GOAL OF THE EXERCISE → Look through the listing below, and wherever a line has the string "including", pull it out.

● ● ● ● ●

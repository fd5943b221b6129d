//! Deterministic stand-ins used when the generation service is unavailable.
//!
//! Both only rearrange what the candidate already wrote; nothing is invented.

use crate::models::application::ApplicationRow;
use crate::scoring::normalizer::MatchResult;

/// Matched skills named in fallback text.
const MAX_SKILLS: usize = 8;

/// Prepends a targeted summary line, keeps the CV body verbatim, and appends a
/// key-skills line built from the requirements the CV already covers.
pub fn tailor_cv(cv_text: &str, analysis: &MatchResult, application: &ApplicationRow) -> String {
    let skills = top_skills(analysis);
    let role = describe_role(application);

    let mut sections = Vec::with_capacity(3);
    if skills.is_empty() {
        sections.push(format!("Candidate for {role}."));
    } else {
        sections.push(format!(
            "Candidate for {role} with hands-on experience in {}.",
            skills.join(", ")
        ));
    }
    sections.push(cv_text.trim().to_string());
    if !skills.is_empty() {
        sections.push(format!("Key skills for this role: {}", skills.join(", ")));
    }
    sections.join("\n\n")
}

/// Fixed-template cover letter naming the role, the company, the matched skills, and
/// the opening line of the tailored CV.
pub fn cover_letter(
    application: &ApplicationRow,
    analysis: &MatchResult,
    tailored_cv: &str,
) -> String {
    let greeting = match non_empty(&application.company) {
        Some(company) => format!("Dear {company} hiring team,"),
        None => "Dear hiring team,".to_string(),
    };
    let role = describe_role(application);

    let mut letter = vec![
        greeting,
        format!("I would like to be considered for {role}."),
    ];

    let skills = top_skills(analysis);
    if !skills.is_empty() {
        letter.push(format!(
            "My background covers several of the requirements you list, including {}.",
            skills.join(", ")
        ));
    }

    if let Some(headline) = tailored_cv.lines().map(str::trim).find(|l| !l.is_empty()) {
        letter.push(format!("In short: {}.", headline.trim_end_matches('.')));
    }

    letter.push(
        "My CV is attached with the details. I would welcome the chance to discuss how I can contribute."
            .to_string(),
    );
    letter.push("Kind regards".to_string());
    letter.join("\n\n")
}

fn top_skills(analysis: &MatchResult) -> Vec<&str> {
    analysis
        .matched_factors
        .iter()
        .take(MAX_SKILLS)
        .map(String::as_str)
        .collect()
}

fn describe_role(application: &ApplicationRow) -> String {
    match (
        non_empty(&application.job_title),
        non_empty(&application.company),
    ) {
        (Some(title), Some(company)) => format!("the {title} role at {company}"),
        (Some(title), None) => format!("the {title} role"),
        (None, Some(company)) => format!("the open role at {company}"),
        (None, None) => "this role".to_string(),
    }
}

fn non_empty(value: &str) -> Option<&str> {
    let trimmed = value.trim();
    (!trimmed.is_empty()).then_some(trimmed)
}

#[cfg(test)]
mod tests {
    use super::*;
    use crate::scoring::normalizer::ScoringMethod;
    use uuid::Uuid;

    fn application(job_title: &str, company: &str) -> ApplicationRow {
        ApplicationRow {
            id: Uuid::new_v4(),
            user_id: Uuid::new_v4(),
            job_title: job_title.to_string(),
            company: company.to_string(),
            job_description: "Rust and Kafka".to_string(),
            cv_text: None,
        }
    }

    fn analysis(matched: &[&str]) -> MatchResult {
        MatchResult {
            score: 50,
            matched_factors: matched.iter().map(|s| s.to_string()).collect(),
            missing_factors: Default::default(),
            explanation: String::new(),
            method: ScoringMethod::Basic,
        }
    }

    #[test]
    fn test_tailored_cv_keeps_body_and_brackets_it() {
        let cv = "Jane Doe\nBuilt Rust services at Initech.";
        let tailored = tailor_cv(cv, &analysis(&["kafka", "rust"]), &application("SRE", "Acme"));

        assert!(tailored.starts_with("Candidate for the SRE role at Acme"));
        assert!(tailored.contains(cv));
        assert!(tailored.ends_with("Key skills for this role: kafka, rust"));
    }

    #[test]
    fn test_tailored_cv_without_matches_has_no_skills_line() {
        let tailored = tailor_cv("Jane Doe", &analysis(&[]), &application("", ""));
        assert_eq!(tailored, "Candidate for this role.\n\nJane Doe");
    }

    #[test]
    fn test_cover_letter_references_tailored_cv_headline() {
        let app = application("Backend Engineer", "Acme");
        let letter = cover_letter(&app, &analysis(&["rust"]), "\n  Rust engineer, 6 years.\nMore");

        assert!(letter.starts_with("Dear Acme hiring team,"));
        assert!(letter.contains("the Backend Engineer role at Acme"));
        assert!(letter.contains("including rust"));
        assert!(letter.contains("In short: Rust engineer, 6 years."));
    }

    #[test]
    fn test_cover_letter_handles_missing_company() {
        let letter = cover_letter(&application("Analyst", " "), &analysis(&[]), "");
        assert!(letter.starts_with("Dear hiring team,"));
        assert!(letter.contains("the Analyst role."));
        assert!(!letter.contains("In short"));
    }
}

● ● ● ● ●

ANSWER SPACE →
            "My background covers several of the requirements you list, including {}.",
        assert!(letter.contains("including rust"));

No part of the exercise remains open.